Professional Setbacks
In early 1942, Darnell filmed The Loves of Edgar Allan Poe, another film that would not do much to improve her career. Meanwhile, she realized that Darryl F. Zanuck had lost interest in her, and she was overlooked for most film roles that suited her. Instead, she was cast in roles that she loathed, including the musical Orchestra Wives (1942). Zanuck insisted that she take the role, but she was replaced by Ann Rutherford after twelve days of shooting. The press reported that "Linda Darnell and Twentieth Century-Fox aren't on the best of terms at the moment." As a punishment, she was loaned out to another studio for a supporting role in a B movie called City Without Men. According to co-star Rosemary DeCamp, Darnell nevertheless was "very polite", and she was satisfied to work at a studio which did not treat her as a child. In April 1943, she was put on suspension, which meant being replaced in the Technicolor musical film The Gang's All Here (1943). By this time, Darnell had eloped, which caused Zanuck to be in even greater fury.
In 1943, she was cast, uncredited, as the Virgin Mary in The Song of Bernadette. By late 1943, Darnell was fed up with critics only praising her beauty rather than her acting abilities. Judging her performance in Sweet and Low-Down (1944), in which she co-starred with Lynn Bari, one critic of the Los Angeles Examiner wrote, "Lynn comes off the best because she has more of a chance to shine. Linda just doesn't have enough to do – but looks beautiful doing it." Darnell was reduced to second leads and was overlooked for big budget productions. Matters changed when she was named one of the four most beautiful women in Hollywood, along with Hedy Lamarr, Ingrid Bergman and Gene Tierney in a 1944 edition of Look magazine. Afterwards, the studio allowed her to be loaned out for the lead in Summer Storm. Portraying a "seductive peasant girl who takes three men to their ruin before she herself is murdered," it was a type of role she had never before played. In a later interview, Darnell commented:
- I was told that such a violent change of type might ruin my career, but I insisted on taking the chance. This is one picture on which I am setting much store for the future. For eighteen months I did nothing in pictures. I pleaded for something to do, but nothing happened. The character in the Chekhov film is a wild sort of she-devil, which any actress would go miles to play. She's devil mostly–at times angelic–and perfectly fascinating to interpret. I'm counting on my Russian girl to give me a new start.
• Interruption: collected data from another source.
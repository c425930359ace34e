//! Arbitrary precision signed integers.
//!
//! A [`BigInt`] stores its magnitude as little-endian limbs in base 10^16
//! together with a sign flag. The canonical form has no most-significant
//! zero limb, and zero is the single limb `[0]` with a positive sign; every
//! public operation returns canonical values.
//!
//! Multiplication is dispatched by operand size across schoolbook,
//! Karatsuba and Toom-Cook kernels; see [`algorithms`].

pub mod algorithms;
pub(crate) mod division;
pub(crate) mod limbs;

#[cfg(test)]
mod proptests;

use std::cmp::Ordering;
use std::fmt;
use std::ops::{Add, AddAssign, Div, Mul, Neg, Rem, Sub, SubAssign};
use std::str::FromStr;

use num_traits::{One, Zero};

use crate::error::{Error, Result};
use limbs::{ucmp, B, LOG_B};

/// An arbitrary precision signed integer over base-10^16 limbs.
///
/// `sign == true` means the value is non-negative; the canonical zero is
/// positive. Each value owns its limb buffer; sharing limb storage between
/// distinct values is forbidden.
#[derive(Clone, PartialEq, Eq, Hash)]
pub struct BigInt {
    sign: bool,
    limbs: Vec<u64>,
}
Released in 1944, the film provided her a new screen image as a pin-up girl. Shortly after, Darnell was again loaned out to portray a showgirl in The Great John L., the first film to feature her bare legs. Darnell complained that the studio lacked recognition of her, which prodded Darryl F. Zanuck to cast her in Hangover Square (1945), playing a role she personally had chosen. The film became a great success, and with Darnell's triumph assured, she was allowed to abandon her upcoming film Don Juan Quilligan (1945), which would have been another low point in her career. In January 1945, she was added to the cast of the film noir Fallen Angel (1945), which also included Dana Andrews and Alice Faye. Despite suffering from the "terrifying" director Otto Preminger, Darnell completed the film and was praised by reviewers so widely that there was even talk of an Oscar nomination. Due to her success in Fallen Angel, she was cast opposite Tyrone Power in Captain from Castile in December 1945, on the insistence of Joseph L. Mankiewicz. Although she looked forward to the film project, believing it would be her most important to date, she was later replaced by newcomer Jean Peters due to scheduling conflicts, a decision she resented.
In 1946, Darnell filmed two pictures simultaneously, the expensively budgeted Anna and the King of Siam and Preminger's Centennial Summer. During the release of the latter, she was on location in Monument Valley for the filming of the classic western My Darling Clementine (1946), playing a role for which she lost twelve pounds. She was assigned to a negligible role by Zanuck, which displeased the film's director, John Ford, who felt that she was not suitable.